Quelques moyens de faciliter la mémorisation

Se prendre des moments de récupération

L’un des premiers réflexes que l’on peut avoir lorsque l’on est face à un nouveau cours, c’est d’en faire des résumés, des synthèses, des fiches, etc. Cela peut tout à fait être utile, mais cela ne doit pas avoir pour seule utilité que de se « rassurer ». Ces contenus peuvent donner l’illusion de savoir des choses, mais ne permettent pas d’identifier les points encore obscurs.

Les phases de récupération sont là pour se mettre en position de répondre à des questions. Il s’agit de passer à « je relis tel passage et je me rassure en me disant que cela me parle » à « je me teste pour voir si je suis capable de répondre à telle question ». Il s’agit de se rendre compte avant d’arriver en examen qu’il y a quelques flous dans la compréhension du cours. Cela sera forcément utile pour l’appliquer, résoudre des exercices, produire des analyses, etc.

Comment favoriser ces moments ? Durant le cours, cela peut par exemple consister à remplacer les « Vous avez compris ? » par « Prenez trente secondes pour savoir si vous savez répondre à … ». La réponse n’a pas besoin d’être formulée à haute voix par chaque élève, mais juste de laisser un moment de confrontation avec une question. Cela peut passer aussi par des petits quizz durant le cours pour estimer la compréhension sur tel ou tel point.

Ces moments peuvent aussi être favorisés en dehors de la salle de classe. Votre cours peut se terminer par une liste de questions d’auto-évaluations que les étudiant·es pour en transformer en cartes pour réviser : au recto, la question, au verso, la réponse qui aura été trouvée dans le cours, les TD, etc. Vous pouvez aussi les inciter à reprendre le plan du cours, et pour chaque sous-partie, lister tout ce qui leur vient à ce sujet.

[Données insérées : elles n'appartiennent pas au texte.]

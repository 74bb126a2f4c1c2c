use rand::{Rng as _, SeedableRng as _};
use rand_pcg::Pcg32;

use crate::PieceKind;

/// Draws piece kinds uniformly at random.
///
/// Seeded generators replay the same sequence, which keeps self-play runs
/// and tests reproducible.
#[derive(Debug, Clone)]
pub struct PieceGenerator {
    rng: Pcg32,
}

impl PieceGenerator {
    #[must_use]
    pub fn with_seed(seed: u64) -> Self {
        Self {
            rng: Pcg32::seed_from_u64(seed),
        }
    }

    /// Creates a generator seeded from the OS random source.
    #[must_use]
    pub fn from_os_rng() -> Self {
        Self::with_seed(rand::rng().random())
    }

    pub fn next_kind(&mut self) -> PieceKind {
        self.rng.random()
    }
}

#[cfg(test)]
mod tests {
    use super::*;

    #[test]
    fn same_seed_same_sequence() {
        let mut a = PieceGenerator::with_seed(42);
        let mut b = PieceGenerator::with_seed(42);
        for _ in 0..100 {
            assert_eq!(a.next_kind(), b.next_kind());
        }
    }

    #[test]
    fn every_kind_eventually_appears() {
        let mut generator = PieceGenerator::with_seed(3);
        let mut seen = [false; PieceKind::LEN];
        for _ in 0..500 {
            seen[generator.next_kind().index()] = true;
        }
        assert!(seen.iter().all(|&s| s));
    }
}
use std::collections::VecDeque;

/// Bounded history that drops its oldest entry once full.
#[derive(Debug, Clone)]
pub struct RollingWindow<T> {
    values: VecDeque<T>,
    capacity: usize,
}

impl<T> RollingWindow<T> {
    /// # Panics
    ///
    /// Panics if `capacity` is zero.
    #[must_use]
    pub fn new(capacity: usize) -> Self {
        assert!(capacity > 0, "rolling window capacity must be positive");
        Self {
            values: VecDeque::with_capacity(capacity),
            capacity,
        }
    }

    /// Appends a value, returning the evicted oldest value if the window was full.
    pub fn push(&mut self, value: T) -> Option<T> {
        let evicted = if self.values.len() == self.capacity {
            self.values.pop_front()
        } else {
            None
        };
        self.values.push_back(value);
        evicted
    }

    #[must_use]
    pub fn len(&self) -> usize {
        self.values.len()
    }

    #[must_use]
    pub fn is_empty(&self) -> bool {
        self.values.is_empty()
    }

    #[must_use]
    pub fn capacity(&self) -> usize {
        self.capacity
    }

    #[must_use]
    pub fn is_full(&self) -> bool {
        self.values.len() == self.capacity
    }

    #[must_use]
    pub fn last(&self) -> Option<&T> {
        self.values.back()
    }

    /// Iterates from oldest to newest.
    pub fn iter(&self) -> impl DoubleEndedIterator<Item = &T> + ExactSizeIterator + '_ {
        self.values.iter()
    }

    pub fn clear(&mut self) {
        self.values.clear();
    }
}

impl RollingWindow<f32> {
    /// Mean of the stored values, or `None` when empty.
    #[expect(clippy::cast_precision_loss)]
    #[must_use]
    pub fn mean(&self) -> Option<f32> {
        if self.values.is_empty() {
            return None;
        }
        Some(self.values.iter().sum::<f32>() / self.values.len() as f32)
    }

    /// Copies the stored values, oldest first.
    #[must_use]
    pub fn to_vec(&self) -> Vec<f32> {
        self.values.iter().copied().collect()
    }
}
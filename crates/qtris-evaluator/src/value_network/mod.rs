//! Two-layer perceptron estimating the quality of a resulting game state.
//!
//! ```text
//! state (29) ──w1,b1──▶ leaky ReLU hidden (64) ──w2,b2──▶ clipped scalar
//! ```
//!
//! # Numeric guards
//!
//! The network is trained online from noisy bootstrapped targets, so every
//! stage is bounded:
//!
//! - the output is clipped to ±[`OUTPUT_LIMIT`]
//! - the error signal is clipped to ±[`ERROR_LIMIT`]
//! - each individual parameter step is clipped to ±[`STEP_LIMIT`]
//! - parameters are clamped after every update by [`clamp_parameter`]: values
//!   that reach ±[`WEIGHT_LIMIT`] are pulled back to ±[`SOFT_WEIGHT_LIMIT`] so a
//!   parameter cannot sit on the boundary indefinitely
//! - non-finite parameters are reinitialized to a tiny random value
//!   (±[`REINIT_SCALE`]) and training carries on
//!
//! # Initialization
//!
//! Both weight matrices use He initialization (Gaussian with standard deviation
//! `sqrt(2 / fan_in)`). Hidden biases start at zero; the output bias starts near
//! [`OUTPUT_BIAS_INIT`] so that fresh networks lean slightly positive.

use rand::{Rng, SeedableRng as _};
use rand_distr::StandardNormal;
use rand_pcg::Pcg32;

use crate::state_vector::{INPUT_SIZE, StateVector};

pub use self::{diagnostics::*, persist::*};

mod diagnostics;
mod persist;

pub const HIDDEN_SIZE: usize = 64;
pub const OUTPUT_SIZE: usize = 1;

/// Slope of the hidden activation for negative inputs.
pub const LEAK: f32 = 0.01;
/// Symmetric bound of the network output (and of Q-targets built from it).
pub const OUTPUT_LIMIT: f32 = 100.0;
/// Symmetric bound of the `target - output` error signal.
pub const ERROR_LIMIT: f32 = 50.0;
/// Symmetric bound of a single `rate × gradient` step.
pub const STEP_LIMIT: f32 = 0.5;
/// Hard bound of every weight and bias.
pub const WEIGHT_LIMIT: f32 = 5.0;
/// Where parameters that hit [`WEIGHT_LIMIT`] are pulled back to.
pub const SOFT_WEIGHT_LIMIT: f32 = 4.5;
/// Magnitude bound of values used to replace diverged parameters.
pub const REINIT_SCALE: f32 = 0.05;

pub const OUTPUT_BIAS_INIT: f32 = 0.1;
const OUTPUT_BIAS_NOISE: f32 = 0.01;
const OUTPUT_BIAS_BAND: (f32, f32) = (0.01, 0.5);

/// Clamps one parameter into the valid range.
///
/// Values beyond the hard limit, or exactly on it, end up at the soft limit
/// with the same sign. The result is a fixed point: clamping twice equals
/// clamping once.
///
/// ```
/// use qtris_evaluator::value_network::{SOFT_WEIGHT_LIMIT, clamp_parameter};
///
/// assert_eq!(clamp_parameter(1.25), 1.25);
/// assert_eq!(clamp_parameter(-50.0), -SOFT_WEIGHT_LIMIT);
/// assert_eq!(clamp_parameter(clamp_parameter(7.0)), clamp_parameter(7.0));
/// ```
#[must_use]
pub fn clamp_parameter(value: f32) -> f32 {
    let clamped = value.clamp(-WEIGHT_LIMIT, WEIGHT_LIMIT);
    if clamped.abs() >= WEIGHT_LIMIT {
        SOFT_WEIGHT_LIMIT.copysign(clamped)
    } else {
        clamped
    }
}

fn leaky_relu(x: f32) -> f32 {
    if x > 0.0 { x } else { LEAK * x }
}

fn leaky_relu_derivative(x: f32) -> f32 {
    if x > 0.0 { 1.0 } else { LEAK }
}

type Parameters = (
    [[f32; HIDDEN_SIZE]; INPUT_SIZE],
    [f32; HIDDEN_SIZE],
    [[f32; OUTPUT_SIZE]; HIDDEN_SIZE],
    [f32; OUTPUT_SIZE],
);

/// Intermediate values of one forward pass, kept for backpropagation.
#[derive(Debug, Clone)]
pub struct ForwardPass {
    pub hidden_input: [f32; HIDDEN_SIZE],
    pub hidden: [f32; HIDDEN_SIZE],
    pub output: f32,
}

#[derive(Debug, Clone)]
pub struct ValueNetwork {
    w1: [[f32; HIDDEN_SIZE]; INPUT_SIZE],
    b1: [f32; HIDDEN_SIZE],
    w2: [[f32; OUTPUT_SIZE]; HIDDEN_SIZE],
    b2: [f32; OUTPUT_SIZE],
    /// Source of replacement values for diverged parameters.
    heal_rng: Pcg32,
}

impl ValueNetwork {
    /// Creates a freshly initialized network.
    pub fn new<R>(rng: &mut R) -> Self
    where
        R: Rng + ?Sized,
    {
        let mut heal_rng = Pcg32::seed_from_u64(rng.random());
        let (w1, b1, w2, b2) = Self::initial_parameters(&mut heal_rng);
        Self {
            w1,
            b1,
            w2,
            b2,
            heal_rng,
        }
    }

    #[expect(clippy::cast_precision_loss)]
    fn initial_parameters(rng: &mut Pcg32) -> Parameters {
        let mut gaussian =
            |std_dev: f32| clamp_parameter(rng.sample::<f32, _>(StandardNormal) * std_dev);

        let w1_std = (2.0 / INPUT_SIZE as f32).sqrt();
        let w2_std = (2.0 / HIDDEN_SIZE as f32).sqrt();
        let w1 = std::array::from_fn(|_| std::array::from_fn(|_| gaussian(w1_std)));
        let w2 = std::array::from_fn(|_| std::array::from_fn(|_| gaussian(w2_std)));
        let b2 = std::array::from_fn(|_| {
            let noise = gaussian(OUTPUT_BIAS_NOISE);
            (OUTPUT_BIAS_INIT + noise).clamp(OUTPUT_BIAS_BAND.0, OUTPUT_BIAS_BAND.1)
        });
        (w1, [0.0; HIDDEN_SIZE], w2, b2)
    }

    /// Replaces every parameter with a fresh random initialization.
    pub fn reinitialize(&mut self) {
        let (w1, b1, w2, b2) = Self::initial_parameters(&mut self.heal_rng);
        self.w1 = w1;
        self.b1 = b1;
        self.w2 = w2;
        self.b2 = b2;
    }

    /// Estimates the quality of a state. Deterministic for fixed weights and
    /// always within ±[`OUTPUT_LIMIT`].
    #[must_use]
    pub fn forward(&self, state: &StateVector) -> f32 {
        self.forward_pass(state).output
    }

    #[must_use]
    pub fn forward_pass(&self, state: &StateVector) -> ForwardPass {
        let input = state.as_array();

        let mut hidden_input = self.b1;
        for (x, row) in input.iter().zip(&self.w1) {
            for (acc, w) in hidden_input.iter_mut().zip(row) {
                *acc += x * w;
            }
        }
        let hidden = hidden_input.map(leaky_relu);

        let raw = self.b2[0]
            + hidden
                .iter()
                .zip(&self.w2)
                .map(|(h, w)| h * w[0])
                .sum::<f32>();
        let output = if raw.is_finite() {
            raw.clamp(-OUTPUT_LIMIT, OUTPUT_LIMIT)
        } else {
            0.0
        };

        ForwardPass {
            hidden_input,
            hidden,
            output,
        }
    }

    /// Moves the output for `state` one gradient step towards `target`.
    ///
    /// Returns the clipped error `target - output` measured before the step,
    /// or `None` (leaving the weights untouched) when the target, the rate or
    /// the error is not finite.
    pub fn update(&mut self, state: &StateVector, target: f32, rate: f32) -> Option<f32> {
        if !target.is_finite() || !rate.is_finite() {
            return None;
        }
        let pass = self.forward_pass(state);
        let error = (target - pass.output).clamp(-ERROR_LIMIT, ERROR_LIMIT);
        if !error.is_finite() {
            return None;
        }
        let step = |gradient: f32| (rate * gradient).clamp(-STEP_LIMIT, STEP_LIMIT);

        // Hidden deltas use the output weights from before this step.
        let deltas: [f32; HIDDEN_SIZE] = std::array::from_fn(|j| {
            error * self.w2[j][0] * leaky_relu_derivative(pass.hidden_input[j])
        });

        for (w, h) in self.w2.iter_mut().zip(&pass.hidden) {
            w[0] += step(error * h);
        }
        self.b2[0] += step(error);

        for (row, x) in self.w1.iter_mut().zip(state.as_array()) {
            for (w, delta) in row.iter_mut().zip(&deltas) {
                *w += step(delta * x);
            }
        }
        for (b, delta) in self.b1.iter_mut().zip(&deltas) {
            *b += step(*delta);
        }

        let healed = self.clamp_parameters();
        if healed > 0 {
            tracing::warn!(healed, "reinitialized diverged network parameters");
        }
        Some(error)
    }

    /// Clamps every parameter with [`clamp_parameter`] and replaces
    /// non-finite ones with small random values. Returns how many were replaced.
    pub fn clamp_parameters(&mut self) -> usize {
        let Self {
            w1,
            b1,
            w2,
            b2,
            heal_rng,
        } = self;
        let mut healed = 0;
        let params = w1
            .iter_mut()
            .flatten()
            .chain(b1.iter_mut())
            .chain(w2.iter_mut().flatten())
            .chain(b2.iter_mut());
        for param in params {
            let clamped = clamp_parameter(*param);
            *param = if clamped.is_finite() {
                clamped
            } else {
                healed += 1;
                heal_rng.random_range(-REINIT_SCALE..=REINIT_SCALE)
            };
        }
        healed
    }

    /// Input→hidden weights, one row per input.
    #[must_use]
    pub fn input_weights(&self) -> &[[f32; HIDDEN_SIZE]; INPUT_SIZE] {
        &self.w1
    }

    #[must_use]
    pub fn hidden_biases(&self) -> &[f32; HIDDEN_SIZE] {
        &self.b1
    }

    /// Hidden→output weights, one row per hidden unit.
    #[must_use]
    pub fn output_weights(&self) -> &[[f32; OUTPUT_SIZE]; HIDDEN_SIZE] {
        &self.w2
    }

    #[must_use]
    pub fn output_biases(&self) -> &[f32; OUTPUT_SIZE] {
        &self.b2
    }

    /// Mutable access to all parameters, mainly for tests and checkpoint loading.
    pub fn parameters_mut(&mut self) -> impl Iterator<Item = &mut f32> {
        self.w1
            .iter_mut()
            .flatten()
            .chain(self.b1.iter_mut())
            .chain(self.w2.iter_mut().flatten())
            .chain(self.b2.iter_mut())
    }

    /// All parameters in checkpoint order: w1 row-major, b1, w2, b2.
    pub fn parameters(&self) -> impl Iterator<Item = f32> + '_ {
        self.w1
            .iter()
            .flatten()
            .chain(&self.b1)
            .chain(self.w2.iter().flatten())
            .chain(&self.b2)
            .copied()
    }
}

Retracer régulièrement les chemins

La création d’une association de neurones associée à une connaissance est un phénomène qui est loin d’être instantané. Cela peut prendre plusieurs heures. Autant dire que les sessions de révisions intenses avant un examen risquent de ne pas être durables : l’encodage pourra se faire en partie, mais la consolidation sera inexistante.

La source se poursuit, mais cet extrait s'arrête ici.